EXERCISE DETAILS: Where the records below reach the line containing "repository 6a8e549e2a80c280", start transcribing, and end with the line containing "use super::word;", exactly and with nothing else added.
----
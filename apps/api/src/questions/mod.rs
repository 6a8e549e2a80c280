// Practice questions: streamed generation per job info and streamed
// feedback on a candidate's answer.
// All LLM calls go through llm_client.

pub mod handlers;
pub mod prompts;
//! Upload checks and text extraction for resume files.

use bytes::Bytes;

use crate::errors::AppError;

use super::word;

pub const MAX_RESUME_BYTES: usize = 10 * 1024 * 1024;

pub const FILE_TOO_LARGE_MESSAGE: &str = "File size exceeds 10MB limit";
pub const INVALID_FILE_TYPE_MESSAGE: &str = "Invalid file type";
pub const NO_TEXT_MESSAGE: &str = "Could not extract text from the resume";

#[derive(Debug, Clone, Copy, PartialEq, Eq)]
pub enum ResumeFormat {
    Pdf,
    Doc,
    Docx,
    PlainText,
}

impl ResumeFormat {
    /// Maps an upload's declared MIME type onto the accepted formats.
    pub fn from_mime(mime: &str) -> Option<Self> {
        let essence = mime.split(';').next().unwrap_or_default().trim();
        match essence.to_ascii_lowercase().as_str() {
            "application/pdf" => Some(Self::Pdf),
            "application/msword" => Some(Self::Doc),
            "application/vnd.openxmlformats-officedocument.wordprocessingml.document" => {
                Some(Self::Docx)
            }
            "text/plain" => Some(Self::PlainText),
            _ => None,
        }
    }
}

/// Extracts plain text from an accepted upload. CPU-bound; call from the
/// blocking pool.
pub fn extract_text(format: ResumeFormat, data: &[u8]) -> Result<String, AppError> {
    let text = match format {
        ResumeFormat::Pdf => pdf_extract::extract_text_from_mem(data).map_err(|e| {
            tracing::debug!("PDF extraction failed: {e}");
            unreadable()
        })?,
        ResumeFormat::Docx => word::docx_text(data).map_err(|e| {
            tracing::debug!("DOCX extraction failed: {e}");
            unreadable()
        })?,
        ResumeFormat::Doc => word::doc_text(data).map_err(|e| {
            tracing::debug!("DOC extraction failed: {e}");
            unreadable()
        })?,
        ResumeFormat::PlainText => String::from_utf8(data.to_vec()).map_err(|_| unreadable())?,
    };

    let text = text.trim();
    if text.is_empty() {
        return Err(unreadable());
    }
    Ok(text.to_string())
}

fn unreadable() -> AppError {
    AppError::UnprocessableEntity(NO_TEXT_MESSAGE.to_string())
}

/// Runs `extract_text` on the blocking pool.
pub async fn extract_text_blocking(format: ResumeFormat, data: Bytes) -> Result<String, AppError> {
    tokio::task::spawn_blocking(move || extract_text(format, &data))
        .await
        .map_err(|e| {
            AppError::Internal(anyhow::anyhow!(
                "spawn_blocking failed in text extraction: {e}"
            ))
        })?
}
----
WORKED SOLUTION:
repository 6a8e549e2a80c280
// Practice questions: streamed generation per job info and streamed
// feedback on a candidate's answer.
// All LLM calls go through llm_client.

pub mod handlers;
pub mod prompts;
//! Upload checks and text extraction for resume files.

use bytes::Bytes;

use crate::errors::AppError;

use super::word;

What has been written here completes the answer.